Berikutnya, dalam Pasal 6 disebutkan mengenai diizinkannya TKA yang sedang dipekerjakan oleh pemberi kerja TKA yang lain untuk bekerja dalam jabatan yang sama, paling lama sampai berakhirnya masa kerja sesuai kontrak dengan pemberi kerja TKA pertama.
Jenis jabatan, sektor, dan tata cara penggunaan TKA ini akan diatur lebih lanjut dalam bentuk Peraturan Menteri.

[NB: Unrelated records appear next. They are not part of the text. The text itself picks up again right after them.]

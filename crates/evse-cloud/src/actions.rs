// Copyright (c) 2025 SOLARE S.R.O.
//
// This file is part of FluxION EVSE Sync.
//
// Licensed under the Creative Commons Attribution-NonCommercial-NoDerivatives 4.0 International
// (CC BY-NC-ND 4.0). You may use and share this file for non-commercial purposes only and you may not
// create derivatives. See <https://creativecommons.org/licenses/by-nc-nd/4.0/>.
//
// This software is provided "AS IS", without warranty of any kind.
//
// For commercial licensing, please contact: info@solare.cz

//! Control action variants and their outcome classification.
//!
//! Deployments disagree on verb, path and payload keys for start/stop. Each action
//! is an ordered list of [`ActionCandidate`]s; the client walks them in a planned
//! order and [`VariantMemory`] keeps the index that last worked per preference.

use crate::errors::{CloudError, CloudResult};
use evse_types::{BenignReason, ChargeMode};
use reqwest::Method;
use serde_json::{Value, json};
use std::collections::HashMap;
use std::fmt;

const ALREADY_CHARGING_CODE: &str = "iqevc_ms-10012";
const NOT_PLUGGED_CODE: &str = "iqevc_ms-10008";
const ALREADY_CHARGING_PHRASE: &str = "already in charging state";
const NOT_PLUGGED_PHRASES: [&str; 2] = ["not plugged", "charger is not plugged"];

/// Whether the start payload should carry an amperage.
#[derive(Debug, Clone, Copy, PartialEq, Eq, Hash)]
pub enum LevelPreference {
    /// Keep the declared candidate order
    Any,
    IncludeLevel,
    OmitLevel,
}

impl LevelPreference {
    /// Green and scheduled modes manage amperage themselves; everything else sets it.
    pub fn for_charge_mode(mode: Option<ChargeMode>) -> Self {
        match mode {
            Some(ChargeMode::Green | ChargeMode::Scheduled) => Self::OmitLevel,
            Some(ChargeMode::Manual | ChargeMode::Immediate) => Self::IncludeLevel,
            Some(ChargeMode::Idle) | None => Self::Any,
        }
    }

    fn accepts(self, includes_level: bool) -> bool {
        match self {
            Self::Any => true,
            Self::IncludeLevel => includes_level,
            Self::OmitLevel => !includes_level,
        }
    }
}

#[derive(Debug, Clone, Copy, PartialEq, Eq)]
pub enum ActionKind {
    StartCharging,
    StopCharging,
}

impl fmt::Display for ActionKind {
    fn fmt(&self, f: &mut fmt::Formatter<'_>) -> fmt::Result {
        match self {
            Self::StartCharging => f.write_str("start_charging"),
            Self::StopCharging => f.write_str("stop_charging"),
        }
    }
}

/// One concrete request shape for an action.
#[derive(Debug, Clone, PartialEq)]
pub struct ActionCandidate {
    pub method: Method,
    /// Path relative to the cloud base URL
    pub path: String,
    pub body: Option<Value>,
}

impl ActionCandidate {
    pub fn new(method: Method, path: impl Into<String>, body: Option<Value>) -> Self {
        Self {
            method,
            path: path.into(),
            body,
        }
    }

    pub fn includes_level(&self) -> bool {
        self.body.as_ref().is_some_and(|body| {
            body.get("chargingLevel").is_some() || body.get("charging_level").is_some()
        })
    }
}

fn charger_path(site_id: &str, serial: &str, plural: bool, action: &str) -> String {
    let segment = if plural { "ev_chargers" } else { "ev_charger" };
    format!(
        "/service/evse_controller/{site_id}/{segment}/{}/{action}",
        urlencoding::encode(serial)
    )
}

/// Start variants in the order deployments most commonly accept them.
pub fn start_candidates(site_id: &str, serial: &str, amps: u32, connector_id: u32) -> Vec<ActionCandidate> {
    let plural = charger_path(site_id, serial, true, "start_charging");
    let singular = charger_path(site_id, serial, false, "start_charging");
    let camel = json!({"chargingLevel": amps, "connectorId": connector_id});

    vec![
        ActionCandidate::new(Method::POST, plural.clone(), Some(camel.clone())),
        ActionCandidate::new(Method::PUT, plural.clone(), Some(camel.clone())),
        ActionCandidate::new(Method::POST, singular.clone(), Some(camel)),
        ActionCandidate::new(
            Method::POST,
            plural.clone(),
            Some(json!({"charging_level": amps, "connector_id": connector_id})),
        ),
        ActionCandidate::new(
            Method::POST,
            plural.clone(),
            Some(json!({"connectorId": connector_id})),
        ),
        ActionCandidate::new(Method::POST, plural.clone(), None),
        ActionCandidate::new(Method::POST, singular, None),
        ActionCandidate::new(Method::POST, plural, Some(json!({"chargingLevel": amps}))),
    ]
}

pub fn stop_candidates(site_id: &str, serial: &str) -> Vec<ActionCandidate> {
    let plural = charger_path(site_id, serial, true, "stop_charging");
    let singular = charger_path(site_id, serial, false, "stop_charging");
    vec![
        ActionCandidate::new(Method::PUT, plural.clone(), None),
        ActionCandidate::new(Method::POST, plural, None),
        ActionCandidate::new(Method::POST, singular, None),
    ]
}

/// Last winning candidate index per preference bucket.
#[derive(Debug, Default, Clone)]
pub struct VariantMemory {
    winners: HashMap<LevelPreference, usize>,
}

impl VariantMemory {
    pub fn get(&self, preference: LevelPreference) -> Option<usize> {
        self.winners.get(&preference).copied()
    }

    /// Record a success. The preference bucket only learns candidates whose
    /// payload actually honours the preference; the general bucket always learns.
    pub fn record_success(&mut self, preference: LevelPreference, index: usize, includes_level: bool) {
        if preference.accepts(includes_level) {
            self.winners.insert(preference, index);
        }
        self.winners.insert(LevelPreference::Any, index);
    }
}

/// Order in which candidate indexes are tried.
pub fn plan_attempts(
    candidates: &[ActionCandidate],
    preference: LevelPreference,
    strict: bool,
    remembered: Option<usize>,
) -> CloudResult<Vec<usize>> {
    let (preferred, others): (Vec<usize>, Vec<usize>) = (0..candidates.len())
        .partition(|&idx| preference.accepts(candidates[idx].includes_level()));

    if strict && preferred.is_empty() {
        return Err(CloudError::NoMatchingCandidate(preference));
    }

    let mut order = preferred;
    if !strict {
        order.extend(others);
    }
    if let Some(winner) = remembered
        && let Some(pos) = order.iter().position(|&idx| idx == winner)
    {
        let idx = order.remove(pos);
        order.insert(0, idx);
    }
    Ok(order)
}

/// How a single attempt ended.
#[derive(Debug, Clone, Copy, PartialEq, Eq)]
pub enum AttemptVerdict {
    Success,
    Benign(BenignReason),
    /// Ambiguous 4xx, try the next candidate
    Fallthrough,
    /// Server-side failure, stop and propagate
    Fatal,
}

pub fn classify_attempt(action: ActionKind, status: u16, body: &str) -> AttemptVerdict {
    match (action, status) {
        (_, 200..=299) => AttemptVerdict::Success,
        (_, 500..=u16::MAX) => AttemptVerdict::Fatal,
        (ActionKind::StartCharging, 409 | 422) => AttemptVerdict::Benign(BenignReason::NotReady),
        (ActionKind::StartCharging, 400) => {
            classify_bad_request(body).map_or(AttemptVerdict::Fallthrough, AttemptVerdict::Benign)
        }
        (ActionKind::StopCharging, 400 | 404 | 409 | 422) => {
            AttemptVerdict::Benign(BenignReason::NotActive)
        }
        (ActionKind::StartCharging | ActionKind::StopCharging, _) => AttemptVerdict::Fallthrough,
    }
}

/// Map a 400 body onto a known benign condition.
///
/// Bodies arrive as JSON objects, as JSON encoded inside a string (double or single
/// quoted), nested under `error`, or as plain text. Unknown codes map to `None`.
pub fn classify_bad_request(body: &str) -> Option<BenignReason> {
    let trimmed = body.trim();
    if trimmed.is_empty() {
        return None;
    }
    let texts = match parse_error_body(trimmed) {
        Some(value) => collect_error_texts(&value),
        None => vec![trimmed.to_owned()],
    };
    texts.iter().find_map(|text| match_benign_text(text))
}

fn parse_error_body(text: &str) -> Option<Value> {
    let unquoted = text
        .strip_prefix('\'')
        .and_then(|t| t.strip_suffix('\''))
        .unwrap_or(text);
    let value: Value = serde_json::from_str(unquoted).ok()?;
    if let Value::String(inner) = &value {
        return Some(serde_json::from_str(inner).unwrap_or(value));
    }
    Some(value)
}

fn collect_error_texts(value: &Value) -> Vec<String> {
    let mut texts = Vec::new();
    match value {
        Value::String(s) => texts.push(s.clone()),
        Value::Object(map) => {
            for key in ["errorMessageCode", "displayMessage", "message", "error"] {
                match map.get(key) {
                    Some(Value::String(s)) => texts.push(s.clone()),
                    Some(nested @ Value::Object(_)) => texts.extend(collect_error_texts(nested)),
                    Some(_) | None => {}
                }
            }
        }
        Value::Null | Value::Bool(_) | Value::Number(_) | Value::Array(_) => {}
    }
    texts
}

fn match_benign_text(text: &str) -> Option<BenignReason> {
    let lower = text.trim().to_ascii_lowercase();
    if lower == ALREADY_CHARGING_CODE || lower.contains(ALREADY_CHARGING_PHRASE) {
        return Some(BenignReason::AlreadyCharging);
    }
    if lower == NOT_PLUGGED_CODE || NOT_PLUGGED_PHRASES.iter().any(|p| lower.contains(p)) {
        return Some(BenignReason::NotReady);
    }
    None
}

/// First failed attempt of an exhausted action, with credentials redacted.
#[derive(Debug, Clone, PartialEq)]
pub struct ActionDiagnostic {
    pub action: ActionKind,
    pub method: String,
    pub path: String,
    pub status: Option<u16>,
    pub headers: Vec<(String, String)>,
    pub body: Option<Value>,
    pub response: String,
}

impl fmt::Display for ActionDiagnostic {
    fn fmt(&self, f: &mut fmt::Formatter<'_>) -> fmt::Result {
        write!(f, "{} failed: {} {}", self.action, self.method, self.path)?;
        if let Some(status) = self.status {
            write!(f, " -> {status}")?;
        }
        if !self.response.is_empty() {
            write!(f, " ({})", self.response)?;
        }
        Ok(())
    }
}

Pasal 7 ayat 1 menyatakan setiap pemberi kerja TKA harus memiliki Rencana Penggunaan Tenaga Kerja Asing (RPTKA) yang disahkan Menteri Tenaga Kerja atau pejabat yang ditunjuk. RPTKA hanya perlu memuat paling sedikit alasan penggunaan TKA; jabatan dan/atau kedudukan TKA; jangka waktu penggunaan TKA; dan penunjukkan tenaga kerja Indonesia sebagai pendamping TKA.
Ada pula pengecualian RPTKA untuk mempekerjakan TKA yang merupakan pemegang saham yang menjabat sebagai direksi atau dewan komisaris pemberi kerja; pegawai diplomatik dan konsuler pada perwakilan negara asing; dan TKA pada jenis pekerjaan yang dibutuhkan pemerintah. Hal ini disebutkan dalam Pasal 10 ayat 1.
Untuk pekerjaan yang sifatnya darurat dan mendesak, Pasal 13 ayat 1 menerangkan bahwa pemberi kerja dapat mempekerjakan TKA dengan mengajukan permohonan pengesahan RPTKA kepada Menteri atau pejabat yang ditunjuk paling lama dua hari setelah TKA bekerja. Pengesahannya diberikan paling lama satu hari kerja.
Pemberi kerja TKA juga diwajibkan membayar dana kompensasi penggunaan TKA melalui bank yang ditunjuk dan akan masuk dalam pos Penerimaan Negara Bukan Pajak. Tetapi, hal ini tidak diwajibkan bagi instansi pemerintah, perwakilan negara asing, dan badan internasional.
Terkait izin tinggal dan bekerja, TKA wajib memiliki Visa Tinggal Terbatas (Vitas) untuk bekerja. Pasal 20 ayat 1 menyebutkan permohonan Vitas dapat sekaligus dijadikan permohonan Izin Tinggal Sementara (Itas).
"Izin tinggal bagi TKA untuk pertama kali diberikan paling lama dua tahun dan dapat diperpanjang sesuai dengan ketentuan peraturan perundang-undangan," demikian disampaikan dalam Pasal 21 ayat 3.
TKA yang bekerja lebih dari enam bulan juga wajib dimasukkan dalam program Jaminan Sosial Ketenagakerjaan dan/atau polis asuransi di perusahaan asuransi berbadan hukum Indonesia.
Selain itu, Pemberi Kerja TKA wajib melaporkan pelaksanaan penggunaan TKA kepada Menteri tiap satu tahun. Hal ini berbeda dari beleid sebelumnya yang menetapkan masa pelaporan tiap enam bulan sekali.
Perpres ini berlaku setelah tiga bulan sejak tanggal diundangkan. Adapun Menteri Hukum dan HAM Yasonna H. Laoly telah mengundangkan aturan tersebut pada 29 Maret 2018.